Bookchin was born in New York City to Russian Jewish immigrants and was imbued with Marxist ideology from his youth. He joined the Young Pioneers, the Communist youth organization, at the age of nine. He worked in factories and became an organizer for the Congress of Industrial Organizations. In the late 1930s he broke with the Communist movement and gravitated toward Trotskyism, working with a group publishing the periodical Contemporary Issues. Then gradually becoming disillusioned with the coercion he saw as inherent in conventional Marxism-Leninism, he became an Anarchist, helping to found the Libertarian League in New York in the 1950s. Bookchin began teaching in the late 1960s at the Free University, a counter-cultural Manhattan-based institution. This led to a tenured position at Ramapo State College in Mahwah, NJ. He also co-founded, in 1971, the Institute for Social Ecology at Goddard College in Vermont.

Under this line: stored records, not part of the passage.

use super::prompt::SummaryPrompt;
use super::summary_models::{BatchReport, DocumentPayload, SummaryFormat, SummaryRecord};
use super::summary_store::{StoreError, SummaryStore};
use async_trait::async_trait;
use std::error::Error;
use std::path::{Path, PathBuf};

const PDF_SUFFIX: &str = ".pdf";

#[derive(Debug, thiserror::Error)]
pub enum SummaryError {
    #[error("IO error: {0}")]
    Io(#[from] std::io::Error),
    #[error("Model request failed: {0}")]
    Provider(String),
    #[error("Model returned an empty summary")]
    EmptyResponse,
    #[error("Store error: {0}")]
    Store(#[from] StoreError),
}

/// A hosted model that turns one document plus an instruction into text.
#[async_trait]
pub trait SummaryProvider: Send + Sync {
    async fn summarize(
        &self,
        prompt: &str,
        document: &DocumentPayload,
    ) -> Result<String, Box<dyn Error + Send + Sync>>;
}

pub struct SummaryService<P: SummaryProvider, S: SummaryStore> {
    provider: P,
    store: S,
    prompt: SummaryPrompt,
    format: SummaryFormat,
}

impl<P: SummaryProvider, S: SummaryStore> SummaryService<P, S> {
    pub fn new(provider: P, store: S, prompt: SummaryPrompt, format: SummaryFormat) -> Self {
        Self {
            provider,
            store,
            prompt,
            format,
        }
    }

    pub fn store(&self) -> &S {
        &self.store
    }

    /// Summarizes every PDF in `input_dir` that has no row in the table yet.
    ///
    /// Only a failure to list the folder is returned as an error; per-document
    /// failures are logged and counted.
    pub async fn run_batch(&self, input_dir: &Path) -> Result<BatchReport, SummaryError> {
        let candidates = list_pdf_files(input_dir).await?;
        tracing::info!(
            "Found {} PDF(s) in '{}' (prompt: {})",
            candidates.len(),
            input_dir.display(),
            self.prompt.source
        );

        let mut report = BatchReport::default();
        for path in candidates {
            let file_path = path.to_string_lossy().into_owned();

            match self.store.contains(&file_path).await {
                Ok(true) => {
                    tracing::debug!("Already summarized: {}", file_path);
                    report.skipped += 1;
                    continue;
                }
                Ok(false) => {}
                Err(e) => {
                    tracing::error!("Could not check table for '{}': {}", file_path, e);
                    report.failed += 1;
                    continue;
                }
            }

            tracing::info!("Processing: {}", file_path);
            match self.summarize_file(&path, file_path.clone()).await {
                Ok(()) => {
                    tracing::info!("Saved summary for {}", file_path);
                    report.summarized += 1;
                }
                Err(e) => {
                    tracing::error!("Error processing {}: {}", file_path, e);
                    report.failed += 1;
                }
            }
        }

        tracing::info!(
            "Batch finished: {} summarized, {} already present, {} failed",
            report.summarized,
            report.skipped,
            report.failed
        );
        Ok(report)
    }

    async fn summarize_file(&self, path: &Path, file_path: String) -> Result<(), SummaryError> {
        let bytes = tokio::fs::read(path).await?;
        let document = DocumentPayload::pdf(bytes);

        let raw = self
            .provider
            .summarize(&self.prompt.text, &document)
            .await
            .map_err(|e| SummaryError::Provider(e.to_string()))?;

        if raw.trim().is_empty() {
            return Err(SummaryError::EmptyResponse);
        }

        let record = SummaryRecord {
            file_path,
            summary: self.format.apply(&raw),
        };
        self.store.append(record).await?;
        Ok(())
    }
}

/// Lists regular files in `dir` whose name ends with `.pdf` (case-sensitive).
pub async fn list_pdf_files(dir: &Path) -> std::io::Result<Vec<PathBuf>> {
    let mut entries = tokio::fs::read_dir(dir).await?;
    let mut files = Vec::new();

    while let Some(entry) = entries.next_entry().await? {
        let name = entry.file_name();
        if !name.to_string_lossy().ends_with(PDF_SUFFIX) {
            continue;
        }
        let path = dir.join(&name);
        match tokio::fs::metadata(&path).await {
            Ok(meta) if meta.is_file() => files.push(path),
            Ok(_) => {}
            Err(e) => tracing::warn!("Skipping '{}': {}", path.display(), e),
        }
    }

    Ok(files)
}

#[cfg(test)]
mod tests {
    use super::*;
    use std::collections::HashSet;
    use std::sync::atomic::{AtomicUsize, Ordering};
    use std::sync::Mutex;
    use tempfile::TempDir;

    struct InMemorySummaryStore {
        records: Mutex<Vec<SummaryRecord>>,
    }

    impl InMemorySummaryStore {
        fn new() -> Self {
            Self {
                records: Mutex::new(Vec::new()),
            }
        }
    }

    #[async_trait]
    impl SummaryStore for InMemorySummaryStore {
        async fn contains(&self, file_path: &str) -> Result<bool, StoreError> {
            Ok(self
                .records
                .lock()
                .unwrap()
                .iter()
                .any(|r| r.file_path == file_path))
        }

        async fn append(&self, record: SummaryRecord) -> Result<(), StoreError> {
            let mut records = self.records.lock().unwrap();
            if records.iter().any(|r| r.file_path == record.file_path) {
                return Err(StoreError::Duplicate(record.file_path));
            }
            records.push(record);
            Ok(())
        }

        async fn records(&self) -> Result<Vec<SummaryRecord>, StoreError> {
            Ok(self.records.lock().unwrap().clone())
        }
    }

    /// Echoes the document size; fails for documents whose content starts with "FAIL".
    struct FakeModel {
        calls: AtomicUsize,
    }

    impl FakeModel {
        fn new() -> Self {
            Self {
                calls: AtomicUsize::new(0),
            }
        }
    }

    #[async_trait]
    impl SummaryProvider for FakeModel {
        async fn summarize(
            &self,
            prompt: &str,
            document: &DocumentPayload,
        ) -> Result<String, Box<dyn Error + Send + Sync>> {
            self.calls.fetch_add(1, Ordering::SeqCst);
            assert_eq!(prompt, "PROMPT");
            assert_eq!(document.mime_type, "application/pdf");
            if document.data.starts_with(b"FAIL") {
                return Err("quota exceeded".into());
            }
            if document.data.starts_with(b"EMPTY") {
                return Ok("   ".to_string());
            }
            Ok(format!("  Summary\nof {} bytes\n", document.data.len()))
        }
    }

    fn prompt() -> SummaryPrompt {
        SummaryPrompt {
            text: "PROMPT".to_string(),
            source: "test".to_string(),
        }
    }

    fn service() -> SummaryService<FakeModel, InMemorySummaryStore> {
        SummaryService::new(
            FakeModel::new(),
            InMemorySummaryStore::new(),
            prompt(),
            SummaryFormat::Multiline,
        )
    }

    #[tokio::test]
    async fn test_single_pdf_produces_single_row() {
        let dir = TempDir::new().unwrap();
        std::fs::write(dir.path().join("a.pdf"), b"%PDF").unwrap();
        let service = service();

        let report = service.run_batch(dir.path()).await.unwrap();

        assert_eq!(report.summarized, 1);
        let records = service.store().records().await.unwrap();
        assert_eq!(records.len(), 1);
        assert_eq!(
            records[0].file_path,
            dir.path().join("a.pdf").to_string_lossy()
        );
        assert!(records[0].file_path.ends_with("a.pdf"));
        assert_eq!(records[0].summary, "Summary\nof 4 bytes");
    }

    #[tokio::test]
    async fn test_second_run_adds_nothing() {
        let dir = TempDir::new().unwrap();
        std::fs::write(dir.path().join("a.pdf"), b"%PDF-a").unwrap();
        std::fs::write(dir.path().join("b.pdf"), b"%PDF-b").unwrap();
        let service = service();

        service.run_batch(dir.path()).await.unwrap();
        let calls_after_first = service.provider.calls.load(Ordering::SeqCst);
        let report = service.run_batch(dir.path()).await.unwrap();

        assert_eq!(report.summarized, 0);
        assert_eq!(report.skipped, 2);
        assert_eq!(service.provider.calls.load(Ordering::SeqCst), calls_after_first);
        assert_eq!(service.store().records().await.unwrap().len(), 2);
    }

    #[tokio::test]
    async fn test_only_pdf_files_are_processed_once_each() {
        let dir = TempDir::new().unwrap();
        std::fs::write(dir.path().join("x.pdf"), b"%PDF-x").unwrap();
        std::fs::write(dir.path().join("notes.txt"), b"ignore").unwrap();
        std::fs::write(dir.path().join("upper.PDF"), b"case-sensitive").unwrap();
        std::fs::create_dir(dir.path().join("folder.pdf")).unwrap();
        let service = service();

        service.run_batch(dir.path()).await.unwrap();

        let records = service.store().records().await.unwrap();
        let paths: HashSet<_> = records.iter().map(|r| r.file_path.clone()).collect();
        assert_eq!(records.len(), paths.len());
        assert_eq!(
            paths,
            HashSet::from([dir.path().join("x.pdf").to_string_lossy().into_owned()])
        );
    }

    #[tokio::test]
    async fn test_failures_do_not_stop_the_batch() {
        let dir = TempDir::new().unwrap();
        std::fs::write(dir.path().join("bad.pdf"), b"FAIL").unwrap();
        std::fs::write(dir.path().join("blank.pdf"), b"EMPTY").unwrap();
        std::fs::write(dir.path().join("good.pdf"), b"%PDF").unwrap();
        let service = service();

        let report = service.run_batch(dir.path()).await.unwrap();

        assert_eq!(report.failed, 2);
        assert_eq!(report.summarized, 1);
        let records = service.store().records().await.unwrap();
        assert_eq!(records.len(), 1);
        assert!(records[0].file_path.ends_with("good.pdf"));
    }

    #[tokio::test]
    async fn test_failed_document_is_retried_next_run() {
        let dir = TempDir::new().unwrap();
        let path = dir.path().join("flaky.pdf");
        std::fs::write(&path, b"FAIL").unwrap();
        let service = service();

        let first = service.run_batch(dir.path()).await.unwrap();
        std::fs::write(&path, b"%PDF ok").unwrap();
        let second = service.run_batch(dir.path()).await.unwrap();

        assert_eq!(first.failed, 1);
        assert_eq!(second.summarized, 1);
    }

    #[tokio::test]
    async fn test_existing_row_skips_model_call() {
        let dir = TempDir::new().unwrap();
        std::fs::write(dir.path().join("done.pdf"), b"%PDF").unwrap();
        let service = service();
        service
            .store()
            .append(SummaryRecord {
                file_path: dir.path().join("done.pdf").to_string_lossy().into_owned(),
                summary: "old".to_string(),
            })
            .await
            .unwrap();

        let report = service.run_batch(dir.path()).await.unwrap();

        assert_eq!(report.skipped, 1);
        assert_eq!(service.provider.calls.load(Ordering::SeqCst), 0);
    }

    #[tokio::test]
    async fn test_legacy_format_is_applied_before_storing() {
        let dir = TempDir::new().unwrap();
        std::fs::write(dir.path().join("a.pdf"), b"%PDF").unwrap();
        let service = SummaryService::new(
            FakeModel::new(),
            InMemorySummaryStore::new(),
            prompt(),
            SummaryFormat::LegacyCarriageReturn,
        );

        service.run_batch(dir.path()).await.unwrap();

        let records = service.store().records().await.unwrap();
        assert_eq!(records[0].summary, "\"Summary\rof 4 bytes\"");
    }

    #[tokio::test]
    async fn test_missing_input_folder_is_an_error() {
        let dir = TempDir::new().unwrap();
        let service = service();

        let result = service.run_batch(&dir.path().join("missing")).await;
        assert!(matches!(result, Err(SummaryError::Io(_))));
    }
}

His book, Our Synthetic Environment, published under the pseudonym Lewis Herber six months before Rachel Carson's Silent Spring, described a broad range of environmental ills but received little attention. His essay "Ecology and Revolutionary Thought" introduced ecology as a concept for radical politics. His 1969 essay "Listen, Marxist!" warned Students for a Democratic Society against the threat of takeover by a Marxist group. The Ecology of Freedom, which he published in 1982, had a profound impact on the emerging ecology movement. From Urbanization to Cities(originally published as T he Rise of Urbanization and the Decline of Citizenship) traces the democratic traditions that influenced his political philosophy and defines the implementation of the libertarian municipalism concept. A much smaller work, The Politics of Social Ecology, written by his partner of twenty years, Janet Biehl, briefly summarizes these ideas. In 1999, Bookchin broke with anarchism and placed his ideas into the framework of communalism.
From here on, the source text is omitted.